> **Work instruction**
Repeat the records below line by line, exactly, finishing on the line that contains "pub fn scan_path(mut".

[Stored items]
#####

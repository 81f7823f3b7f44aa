//! Build-script entry point.

use anyhow::{Context, Result};
use std::fs;
use std::path::{Path, PathBuf};

use crate::config::{GeneratorConfig, MARKER_MATCH_ENV, ON_UNAVAILABLE_ENV};
use crate::error::GenerateError;
use crate::forest::SourceForest;
use crate::host::run_pass;
use crate::pass::BuilderSourceGen;

/// What a [`BuilderGenerator::run`] did on disk.
#[derive(Debug, Clone, Default, PartialEq, Eq)]
pub struct GenerationReport {
    /// Units whose contents changed and were rewritten.
    pub written: Vec<PathBuf>,
    /// Units already up to date.
    pub unchanged: Vec<PathBuf>,
}

/// Builder for configuring and running the generator from `build.rs`.
pub struct BuilderGenerator {
    scan_paths: Vec<PathBuf>,
    out_dir: Option<PathBuf>,
    config: Option<GeneratorConfig>,
    emit_rerun_directives: bool,
}

impl BuilderGenerator {
    /// Create a new generator with default settings.
    pub fn new() -> Self {
        Self {
            scan_paths: Vec::new(),
            out_dir: None,
            config: None,
            emit_rerun_directives: true,
        }
    }

    /// Add a path to scan for marked structs.
    ///
    /// Can be called multiple times. Relative paths are resolved against
    /// `CARGO_MANIFEST_DIR` when it is set.
    pub fn scan_path(mut self, path: impl Into<PathBuf>) -> Self {
        self.scan_paths.push(path.into());
        self
    }

    /// Set the directory the units are written to.
    ///
    /// Default: `OUT_DIR`
    pub fn out_dir(mut self, path: impl Into<PathBuf>) -> Self {
        self.out_dir = Some(path.into());
        self
    }

    /// Use `config` instead of [`GeneratorConfig::from_env`].
    pub fn config(mut self, config: GeneratorConfig) -> Self {
        self.config = Some(config);
        self
    }

    /// Whether to print `cargo:rerun-if-*` directives.
    ///
    /// Default: `true`
    pub fn emit_rerun_directives(mut self, emit: bool) -> Self {
        self.emit_rerun_directives = emit;
        self
    }

    /// Run the generator.
    ///
    /// This scans all configured paths, runs one generation pass, and writes
    /// both units to the output directory.
    pub fn run(self) -> Result<GenerationReport> {
        let config = match self.config {
            Some(config) => config,
            None => GeneratorConfig::from_env().context("Failed to read generator configuration")?,
        };

        let out_dir = match self.out_dir {
            Some(dir) => dir,
            None => std::env::var_os("OUT_DIR")
                .map(PathBuf::from)
                .ok_or(GenerateError::MissingEnv("OUT_DIR"))?,
        };

        // Default to scanning "src/" if no paths specified
        let scan_paths = if self.scan_paths.is_empty() {
            vec![PathBuf::from("src/")]
        } else {
            self.scan_paths
        };
        let manifest_dir = std::env::var_os("CARGO_MANIFEST_DIR").map(PathBuf::from);
        let scan_paths: Vec<PathBuf> = scan_paths
            .into_iter()
            .map(|path| match &manifest_dir {
                Some(base) if path.is_relative() => base.join(path),
                _ => path,
            })
            .collect();

        let mut forest = SourceForest::new();
        for path in &scan_paths {
            let loaded = SourceForest::load(path).with_context(|| format!("Failed to scan {}", path.display()))?;
            forest.extend(loaded);
        }

        let generator = BuilderSourceGen::new(config);
        let units = run_pass(&generator, &forest).context("Builder generation failed")?;

        fs::create_dir_all(&out_dir).with_context(|| format!("Failed to create directory {}", out_dir.display()))?;

        let mut report = GenerationReport::default();
        for unit in &units {
            let path = out_dir.join(&unit.name);
            if write_if_changed(&path, &unit.text)? {
                log::info!("generated {}", path.display());
                report.written.push(path);
            } else {
                report.unchanged.push(path);
            }
        }

        if self.emit_rerun_directives {
            for path in &scan_paths {
                println!("cargo:rerun-if-changed={}", path.display());
            }
            println!("cargo:rerun-if-env-changed={MARKER_MATCH_ENV}");
            println!("cargo:rerun-if-env-changed={ON_UNAVAILABLE_ENV}");
        }

        Ok(report)
    }
}

impl Default for BuilderGenerator {
    fn default() -> Self {
        Self::new()
    }
}

/// Only write if content has changed (avoids unnecessary recompilation).
fn write_if_changed(path: &Path, contents: &str) -> Result<bool> {
    let should_write = match fs::read_to_string(path) {
        Ok(existing) => existing != contents,
        Err(_) => true,
    };

    if should_write {
        fs::write(path, contents).with_context(|| format!("Failed to write {}", path.display()))?;
    }
    Ok(should_write)
}
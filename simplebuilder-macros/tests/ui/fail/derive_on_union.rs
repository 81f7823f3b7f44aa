//! Compile-fail test: GenerateBuilder on a union.

use simplebuilder_macros::GenerateBuilder;

#[derive(GenerateBuilder)]
pub union Bits {
    pub int: u32,
    pub float: f32,
}

fn main() {
    let bits = Bits { int: 1 };
    let _ = unsafe { (bits.int, bits.float) };
}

#####

> **Exercise result**
repository 81f7823f3b7f44aa
//! Build-script entry point.

use anyhow::{Context, Result};
use std::fs;
use std::path::{Path, PathBuf};

use crate::config::{GeneratorConfig, MARKER_MATCH_ENV, ON_UNAVAILABLE_ENV};
use crate::error::GenerateError;
use crate::forest::SourceForest;
use crate::host::run_pass;
use crate::pass::BuilderSourceGen;

/// What a [`BuilderGenerator::run`] did on disk.
#[derive(Debug, Clone, Default, PartialEq, Eq)]
pub struct GenerationReport {
    /// Units whose contents changed and were rewritten.
    pub written: Vec<PathBuf>,
    /// Units already up to date.
    pub unchanged: Vec<PathBuf>,
}

/// Builder for configuring and running the generator from `build.rs`.
pub struct BuilderGenerator {
    scan_paths: Vec<PathBuf>,
    out_dir: Option<PathBuf>,
    config: Option<GeneratorConfig>,
    emit_rerun_directives: bool,
}

impl BuilderGenerator {
    /// Create a new generator with default settings.
    pub fn new() -> Self {
        Self {
            scan_paths: Vec::new(),
            out_dir: None,
            config: None,
            emit_rerun_directives: true,
        }
    }

    /// Add a path to scan for marked structs.
    ///
    /// Can be called multiple times. Relative paths are resolved against
    /// `CARGO_MANIFEST_DIR` when it is set.
    pub fn scan_path(mut self, path: impl Into<PathBuf>) -> Self {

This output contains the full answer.